Suppose that the bottom of the cylinder is fitted with a piston. Note that the system is still sealed. Now imagine that the piston moves upwards. The liquid column moves upwards, the volume the vapor occupies decreases, but the vapor still exists at the vapor pressure of the liquid (assuming that thermodynamic equilibrium can be achieved fast enough).

What's interesting is when the piston move downwards. If the piston moves at a slow speed, the liquid column should stay "on top of" the piston (without any "gap" between the column and the piston). Now, if the piston moves downwards fast enough (or when the downward acceleration is high enough), the liquid column shall "leave" the piston, and a "packet" of vapor shall be formed between the piston and the liquid column. (Please refute the former claim if you think it's wrong.) Why? if the "friction" between the cylinder walls and the liquid column is negligible, and the liquid column is already in a state of free-falling, there is no mechanism to "pull" it downwards further anymore.

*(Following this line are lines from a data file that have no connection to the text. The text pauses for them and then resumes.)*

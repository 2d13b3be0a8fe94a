//! Indentation configuration for code generation.

/// Indentation style for generated code.
#[derive(Debug, Clone, Copy, PartialEq, Eq)]
pub enum Indent {
    /// Spaces with the specified width.
    Spaces(u8),
    /// Tab character.
    Tab,
}

impl Indent {
    /// Indentation of generated type modules unless configured otherwise.
    pub const JAVASCRIPT: Self = Self::Spaces(4);

    /// Map the `emit.indent` setting to an indent; `0` selects tabs.
    pub fn from_width(width: u8) -> Self {
        match width {
            0 => Self::Tab,
            n => Self::Spaces(n),
        }
    }

    /// The text of one indent level.
    pub fn unit(&self) -> String {
        match self {
            Self::Spaces(n) => " ".repeat(usize::from(*n)),
            Self::Tab => "\t".to_string(),
        }
    }
}

impl Default for Indent {
    fn default() -> Self {
        Self::JAVASCRIPT
    }
}
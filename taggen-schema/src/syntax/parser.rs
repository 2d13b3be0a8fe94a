//! Lenient statement parser.
//!
//! Recognises imports, exports, variable declarators and `A.b = ...`
//! assignments at the top level. Every other statement is skipped with
//! bracket balancing and a newline heuristic for omitted semicolons.

use super::{Span, SyntaxError, Token, TokenKind};
use crate::{
    ast::{
        Assignment, Binding, ExportSpecifier, Expr, ImportDecl, ImportKind, ImportSpecifier, Item,
        Module, Property,
    },
    value::format_number,
};

type ParseResult<T> = std::result::Result<T, SyntaxError>;

/// Parse a token stream produced by [`tokenize`](super::tokenize) from `src`.
pub fn parse_module(src: &str, tokens: &[Token]) -> ParseResult<Module> {
    Parser {
        src,
        tokens,
        pos: 0,
    }
    .module()
}

/// Where an expression ends at bracket depth zero.
#[derive(Debug, Clone, Copy)]
struct Stop {
    comma: bool,
    asi: bool,
}

const STATEMENT: Stop = Stop {
    comma: false,
    asi: true,
};
const DECLARATOR: Stop = Stop {
    comma: true,
    asi: true,
};
const ELEMENT: Stop = Stop {
    comma: true,
    asi: false,
};

/// Identifiers that start an expression outside the literal subset.
const NON_VALUE_KEYWORDS: &[&str] = &[
    "async", "await", "class", "delete", "function", "import", "new", "super", "this", "typeof",
    "void", "yield",
];

struct Parser<'a> {
    src: &'a str,
    tokens: &'a [Token],
    pos: usize,
}
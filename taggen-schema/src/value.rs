//! Resolved values of definition-file expressions.

use std::fmt;

use indexmap::IndexMap;
use serde::Serialize;

/// A regular expression literal.
#[derive(Debug, Clone, PartialEq, Eq, Hash, Serialize)]
pub struct RegexLiteral {
    pub pattern: String,
    pub flags: String,
}

impl RegexLiteral {
    pub fn new(pattern: impl Into<String>, flags: impl Into<String>) -> Self {
        Self {
            pattern: pattern.into(),
            flags: flags.into(),
        }
    }
}

impl fmt::Display for RegexLiteral {
    fn fmt(&self, f: &mut fmt::Formatter<'_>) -> fmt::Result {
        write!(f, "/{}/{}", self.pattern, self.flags)
    }
}

/// A member expression kept as written, e.g. `FieldTypes.accountId`.
#[derive(Debug, Clone, PartialEq, Eq, Hash, Serialize)]
pub struct SymbolicRef {
    pub object: String,
    pub property: String,
}

impl fmt::Display for SymbolicRef {
    fn fmt(&self, f: &mut fmt::Formatter<'_>) -> fmt::Result {
        write!(f, "{}.{}", self.object, self.property)
    }
}

#[derive(Debug, Clone, PartialEq, Serialize)]
#[serde(tag = "type", content = "value", rename_all = "camelCase")]
pub enum Value {
    String(String),
    Number(f64),
    Bool(bool),
    Null,
    Undefined,
    Regex(RegexLiteral),
    Array(Vec<Value>),
    Object(IndexMap<String, Value>),
    Symbolic(SymbolicRef),
    /// A name that does not resolve to a value here, such as a type imported
    /// from a package or a function declared in the module.
    Identifier(String),
    /// Source text of an expression outside the understood subset.
    Opaque(String),
}

impl Value {
    pub fn as_str(&self) -> Option<&str> {
        match self {
            Value::String(s) => Some(s),
            _ => None,
        }
    }

    pub fn as_object(&self) -> Option<&IndexMap<String, Value>> {
        match self {
            Value::Object(map) => Some(map),
            _ => None,
        }
    }

    /// Short description used in error messages.
    pub fn describe(&self) -> String {
        match self {
            Value::String(s) => format!("the string '{s}'"),
            Value::Number(n) => format!("the number {}", format_number(*n)),
            Value::Bool(b) => format!("the boolean {b}"),
            Value::Null => "null".to_string(),
            Value::Undefined => "undefined".to_string(),
            Value::Regex(re) => format!("the regular expression {re}"),
            Value::Array(_) => "an array".to_string(),
            Value::Object(_) => "an object".to_string(),
            Value::Symbolic(sym) => format!("'{sym}'"),
            Value::Identifier(name) => format!("the identifier '{name}'"),
            Value::Opaque(text) => format!("the expression '{}'", abbreviate(text)),
        }
    }
}

/// Render a number the way JavaScript prints it for integral and simple
/// fractional values.
pub fn format_number(n: f64) -> String {
    if n.fract() == 0.0 && n.abs() < 1e15 {
        format!("{}", n as i64)
    } else {
        n.to_string()
    }
}

fn abbreviate(text: &str) -> String {
    let line = text.lines().next().unwrap_or_default();
    if line.len() < text.len() || line.chars().count() > 40 {
        let short: String = line.chars().take(40).collect();
        format!("{short}...")
    } else {
        line.to_string()
    }
}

Now, imagine that the piston moves upwards again. Then the liquid column shall "collide" with the piston. Will it "stick" to the piston, as in an inelastic collision, or recoil, as in an elastic collision?

P.S. After thinking for a while, I think it is not at all an easy question to answer. Now whether the liquid will "recoil" (not "slosh", which implies that the liquid changes shape) depends on how momentum is transferred from the piston to the liquid column. Please refer to the youtube video for the "beer bottle trick". If the cavity formed at the bottom is a "vacuum", which is probably the case, then when the liquid "smash back", the atmospheric pressure shall press on the liquid column, and most probably it will not "recoil". On the other hand, if the cavity formed is gas-filled, then the kinetic energy from the liquid (which is trying to "smash back" on the glass bottle) may be dissipated to the gas (in the original gas-filled cavity), through the formation of many tiny cavitations (claim: the latter claim is not sound; I am just guessing). For as long as the impact is "dampened", a recoil will not happen.
Indeed there are many ways in which a liquid may dissipate energy, because it's formless/shapeless, and there's viscosity in the picture. The more "flexible" it is to energy dissipation, the less likely it is to recoil.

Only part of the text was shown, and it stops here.